───── Exercise data

//! RON scenario files.
//!
//! A scenario describes the starting world (agent, quest, units, scripted
//! conversations), the behavior element under test and a timeline of
//! scripted events keyed by tick number.

use std::path::Path;

use anyhow::{Context, Result};
use bot_core::sim::SimWorld;
use bot_core::{NpcId, QuestId, QuestRecord, Unit, UnitId, Vec3};
use quest_behaviors::BehaviorElement;
use serde::Deserialize;

const DEFAULT_TICKS: usize = 600;
const DEFAULT_TICK_MS: u64 = 250;

#[derive(Clone, Debug, Deserialize)]
pub struct Scenario {
    pub behavior: BehaviorElement,
    #[serde(default)]
    pub agent: AgentSpec,
    #[serde(default)]
    pub quest: Option<QuestSpec>,
    #[serde(default)]
    pub units: Vec<UnitSpec>,
    #[serde(default)]
    pub gossip: Vec<GossipSpec>,
    #[serde(default)]
    pub events: Vec<ScriptedEvent>,
    #[serde(default = "default_ticks")]
    pub ticks: usize,
    #[serde(default = "default_tick_ms")]
    pub tick_ms: u64,
}

fn default_ticks() -> usize {
    DEFAULT_TICKS
}

fn default_tick_ms() -> u64 {
    DEFAULT_TICK_MS
}

#[derive(Clone, Debug, Default, Deserialize)]
pub struct AgentSpec {
    #[serde(default)]
    pub location: Vec3,
    #[serde(default)]
    pub mountable: bool,
}

#[derive(Clone, Debug, Deserialize)]
pub struct QuestSpec {
    pub id: QuestId,
    pub name: String,
    #[serde(default)]
    pub objectives: usize,
}

#[derive(Clone, Debug, Deserialize)]
pub struct UnitSpec {
    pub id: UnitId,
    pub entry: NpcId,
    pub name: String,
    pub location: Vec3,
    #[serde(default)]
    pub hostile: bool,
    #[serde(default)]
    pub elite: bool,
    #[serde(default)]
    pub heading: f32,
    #[serde(default)]
    pub target: Option<UnitId>,
    /// Waypoints the unit walks once it exists.
    #[serde(default)]
    pub route: Vec<Vec3>,
}

impl UnitSpec {
    fn to_unit(&self) -> Unit {
        let mut unit = if self.hostile {
            Unit::hostile(self.id, self.entry, self.name.clone(), self.location)
        } else {
            Unit::npc(self.id, self.entry, self.name.clone(), self.location)
        };
        unit = unit.with_heading(self.heading);
        if self.elite {
            unit = unit.elite();
        }
        if let Some(target) = self.target {
            unit = unit.with_target(target);
        }
        unit
    }

    fn place(&self, world: &mut SimWorld) {
        world.spawn(self.to_unit());
        if !self.route.is_empty() {
            world.set_route(self.id, self.route.iter().copied());
        }
    }
}

/// A conversation on `npc` that ends after `options` picks and spawns `spawns`.
#[derive(Clone, Debug, Deserialize)]
pub struct GossipSpec {
    pub npc: UnitId,
    pub options: usize,
    #[serde(default)]
    pub spawns: Vec<UnitSpec>,
}

#[derive(Clone, Debug, Deserialize)]
pub struct ScriptedEvent {
    pub at_tick: usize,
    pub action: EventAction,
}

#[derive(Clone, Debug, Deserialize)]
pub enum EventAction {
    CompleteQuest,
    FailQuest,
    /// One-based, like `QuestObjectiveIndex`.
    CompleteObjective(u8),
    Spawn(UnitSpec),
    Kill(UnitId),
    KillAgent,
}

impl Scenario {
    pub fn load(path: &Path) -> Result<Self> {
        let text = std::fs::read_to_string(path)
            .with_context(|| format!("reading scenario {}", path.display()))?;
        Self::parse(&text).with_context(|| format!("parsing scenario {}", path.display()))
    }

    pub fn parse(text: &str) -> Result<Self> {
        Ok(ron::from_str(text)?)
    }

    /// Builds the starting world.
    pub fn world(&self) -> SimWorld {
        let mut world = SimWorld::new(self.agent.location);
        world.set_mountable(self.agent.mountable);
        if let Some(quest) = &self.quest {
            world.insert_quest(QuestRecord::new(quest.id, quest.name.clone(), quest.objectives));
        }
        for unit in &self.units {
            unit.place(&mut world);
        }
        for script in &self.gossip {
            for spawn in &script.spawns {
                if !spawn.route.is_empty() {
                    world.set_route(spawn.id, spawn.route.iter().copied());
                }
            }
            let spawns = script.spawns.iter().map(UnitSpec::to_unit).collect();
            world.script_gossip(script.npc, script.options, spawns);
        }
        world
    }

    /// Events scheduled for `tick`, in file order.
    pub fn events_at(&self, tick: usize) -> impl Iterator<Item = &EventAction> {
        self.events
            .iter()
            .filter(move |event| event.at_tick == tick)
            .map(|event| &event.action)
    }

    pub fn quest_id(&self) -> Option<QuestId> {
        self.quest.as_ref().map(|quest| quest.id)
    }
}

impl EventAction {
    pub fn apply(&self, world: &mut SimWorld, quest: Option<QuestId>) {
        match self {
            Self::CompleteQuest => {
                if let Some(record) = quest_record(world, quest) {
                    record.completed = true;
                }
            }
            Self::FailQuest => {
                if let Some(record) = quest_record(world, quest) {
                    record.failed = true;
                }
            }
            Self::CompleteObjective(index) => {
                let slot = usize::from(*index).checked_sub(1);
                let done = quest_record(world, quest)
                    .zip(slot)
                    .and_then(|(record, slot)| record.objectives.get_mut(slot));
                if let Some(done) = done {
                    *done = true;
                }
            }
            Self::Spawn(unit) => unit.place(world),
            Self::Kill(id) => world.kill(*id),
            Self::KillAgent => world.agent_mut().dead = true,
        }
    }
}

fn quest_record(world: &mut SimWorld, quest: Option<QuestId>) -> Option<&mut QuestRecord> {
    quest.and_then(|id| world.quest_mut(id))
}
//! Typed access to a behavior element's string attributes.
//!
//! Every read records the attribute as recognized and pushes a
//! [`ConfigIssue`] instead of failing, so one pass over an element reports
//! all of its problems. Reads that fail fall back to the default.

use std::any::type_name;
use std::collections::{BTreeMap, BTreeSet};
use std::fmt::Display;
use std::ops::RangeInclusive;
use std::str::FromStr;

use bot_core::Vec3;

use crate::error::ConfigIssue;

pub(crate) struct AttributeReader<'a> {
    attributes: &'a BTreeMap<String, String>,
    recognized: BTreeSet<&'a str>,
    issues: Vec<ConfigIssue>,
}

impl<'a> AttributeReader<'a> {
    pub(crate) fn new(attributes: &'a BTreeMap<String, String>) -> Self {
        Self {
            attributes,
            recognized: BTreeSet::new(),
            issues: Vec::new(),
        }
    }

    fn raw(&mut self, name: &str) -> Option<&'a str> {
        let attributes = self.attributes;
        let (key, value) = attributes.get_key_value(name)?;
        self.recognized.insert(key.as_str());
        Some(value.trim())
    }

    fn parse<T: FromStr>(&mut self, name: &str, raw: &str) -> Option<T> {
        match raw.parse::<T>() {
            Ok(value) => Some(value),
            Err(_) => {
                self.issues.push(ConfigIssue::Unparsable {
                    name: name.to_owned(),
                    value: raw.to_owned(),
                    expected: short_type_name::<T>(),
                });
                None
            }
        }
    }

    fn constrain<T>(&mut self, name: &str, value: T, domain: &RangeInclusive<T>) -> Option<T>
    where
        T: PartialOrd + Display,
    {
        if domain.contains(&value) {
            Some(value)
        } else {
            self.issues.push(ConfigIssue::OutOfRange {
                name: name.to_owned(),
                value: value.to_string(),
                domain: format!("[{}..{}]", domain.start(), domain.end()),
            });
            None
        }
    }

    /// Optional value constrained to `domain`.
    pub(crate) fn ranged<T>(&mut self, name: &str, domain: RangeInclusive<T>) -> Option<T>
    where
        T: FromStr + PartialOrd + Display,
    {
        let raw = self.raw(name)?;
        let value = self.parse::<T>(name, raw)?;
        self.constrain(name, value, &domain)
    }

    /// Boolean flag, accepting `true`/`false` in any case.
    pub(crate) fn flag(&mut self, name: &str, default: bool) -> bool {
        let Some(raw) = self.raw(name) else {
            return default;
        };
        match raw.to_ascii_lowercase().as_str() {
            "true" => true,
            "false" => false,
            _ => {
                self.issues.push(ConfigIssue::Unparsable {
                    name: name.to_owned(),
                    value: raw.to_owned(),
                    expected: "bool",
                });
                default
            }
        }
    }

    /// Enumerated value parsed through `FromStr`.
    pub(crate) fn choice<T: FromStr>(&mut self, name: &str, default: T) -> T {
        match self.raw(name) {
            Some(raw) => self.parse(name, raw).unwrap_or(default),
            None => default,
        }
    }

    /// Comma-separated list, each element constrained to `domain`.
    pub(crate) fn list<T>(&mut self, name: &str, domain: RangeInclusive<T>) -> Vec<T>
    where
        T: FromStr + PartialOrd + Display,
    {
        let Some(raw) = self.raw(name) else {
            return Vec::new();
        };
        let mut values = Vec::new();
        for item in raw.split(',').map(str::trim).filter(|item| !item.is_empty()) {
            if let Some(value) = self.parse::<T>(name, item) {
                if let Some(value) = self.constrain(name, value, &domain) {
                    values.push(value);
                }
            }
        }
        values
    }

    /// Values of `base`, `base1`, `base2`, ... in attribute-name order.
    ///
    /// Pushes [`ConfigIssue::Missing`] when fewer than `required` are found.
    pub(crate) fn numbered<T>(
        &mut self,
        base: &str,
        required: usize,
        domain: RangeInclusive<T>,
    ) -> Vec<T>
    where
        T: FromStr + PartialOrd + Display + Clone,
    {
        let attributes = self.attributes;
        let names: Vec<&'a str> = attributes
            .keys()
            .map(String::as_str)
            .filter(|key| {
                key.strip_prefix(base)
                    .is_some_and(|suffix| suffix.bytes().all(|b| b.is_ascii_digit()))
            })
            .collect();

        let mut values = Vec::with_capacity(names.len());
        for name in names {
            if let Some(value) = self.ranged(name, domain.clone()) {
                values.push(value);
            }
        }
        if values.len() < required && !self.has_issue_for(base) {
            self.issues.push(ConfigIssue::Missing {
                name: format!("{base}1"),
            });
        }
        values
    }

    /// Point read from `{prefix}X`, `{prefix}Y` and `{prefix}Z`.
    ///
    /// Missing axes read as zero; `None` when no axis is present at all.
    pub(crate) fn vector(&mut self, prefix: &str) -> Option<Vec3> {
        let mut coords = [0.0f32; 3];
        let mut present = false;
        for (slot, axis) in coords.iter_mut().zip(["X", "Y", "Z"]) {
            let name = format!("{prefix}{axis}");
            if let Some(raw) = self.raw(&name) {
                present = true;
                if let Some(value) = self.parse::<f32>(&name, raw) {
                    *slot = value;
                }
            }
        }
        present.then(|| Vec3::new(coords[0], coords[1], coords[2]))
    }

    fn has_issue_for(&self, base: &str) -> bool {
        self.issues.iter().any(|issue| match issue {
            ConfigIssue::Unparsable { name, .. } | ConfigIssue::OutOfRange { name, .. } => {
                name.starts_with(base)
            }
            _ => false,
        })
    }

    /// Attributes never read, in name order.
    pub(crate) fn unrecognized(&self) -> Vec<&'a str> {
        let attributes = self.attributes;
        attributes
            .keys()
            .map(String::as_str)
            .filter(|key| !self.recognized.contains(key))
            .collect()
    }

    pub(crate) fn into_issues(self) -> Vec<ConfigIssue> {
        self.issues
    }
}

fn short_type_name<T>() -> &'static str {
    let full = type_name::<T>();
    full.rsplit("::").next().unwrap_or(full)
}

#[cfg(test)]
mod tests {
    use super::*;

    fn attrs(pairs: &[(&str, &str)]) -> BTreeMap<String, String> {
        pairs
            .iter()
            .map(|(k, v)| (k.to_string(), v.to_string()))
            .collect()
    }

    #[test]
    fn numbered_reads_base_and_suffixes() {
        let map = attrs(&[
            ("EscortNpcId", "200"),
            ("EscortNpcId2", "202"),
            ("EscortNpcId1", "201"),
            ("EscortNpcIdle", "7"),
        ]);
        let mut reader = AttributeReader::new(&map);
        let ids = reader.numbered::<u32>("EscortNpcId", 1, 1..=u32::MAX);
        assert_eq!(ids, vec![200, 201, 202]);
        assert_eq!(reader.unrecognized(), vec!["EscortNpcIdle"]);
        assert!(reader.into_issues().is_empty());
    }

    #[test]
    fn missing_required_numbered_is_reported() {
        let map = attrs(&[]);
        let mut reader = AttributeReader::new(&map);
        assert!(reader.numbered::<u32>("EscortNpcId", 1, 1..=u32::MAX).is_empty());
        assert_eq!(
            reader.into_issues(),
            vec![ConfigIssue::Missing {
                name: "EscortNpcId1".into()
            }]
        );
    }

    #[test]
    fn list_collects_every_bad_element() {
        let map = attrs(&[("StartEscortGossipOptions", "1, 2,x,11")]);
        let mut reader = AttributeReader::new(&map);
        let options = reader.list::<usize>("StartEscortGossipOptions", 1..=10);
        assert_eq!(options, vec![1, 2]);
        let issues = reader.into_issues();
        assert_eq!(issues.len(), 2);
        assert!(matches!(issues[0], ConfigIssue::Unparsable { .. }));
        assert!(matches!(issues[1], ConfigIssue::OutOfRange { .. }));
    }

    #[test]
    fn ranged_rejects_out_of_domain() {
        let map = attrs(&[("EscortMaxFollowDistance", "1.5")]);
        let mut reader = AttributeReader::new(&map);
        assert_eq!(reader.ranged::<f32>("EscortMaxFollowDistance", 3.0..=100.0), None);
        assert_eq!(reader.into_issues().len(), 1);
    }
}
use crate::ids::UnitId;

/// NPC conversation ("gossip") window.
pub trait GossipFrame {
    fn is_dialog_open(&self) -> bool;

    /// Right-clicks `unit`, which opens its dialog when it has one.
    fn interact(&mut self, unit: UnitId);

    /// Picks a zero-based option from the open dialog.
    fn select_option(&mut self, index: usize);

    fn close_dialog(&mut self);
}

──────────

(Problem requirements) Repeat verbatim the opening run of entries, ending with the line that contains "use bot_core::sim::SimWorld;".

(Task response)
//! RON scenario files.
//!
//! A scenario describes the starting world (agent, quest, units, scripted
//! conversations), the behavior element under test and a timeline of
//! scripted events keyed by tick number.

use std::path::Path;

use anyhow::{Context, Result};
use bot_core::sim::SimWorld;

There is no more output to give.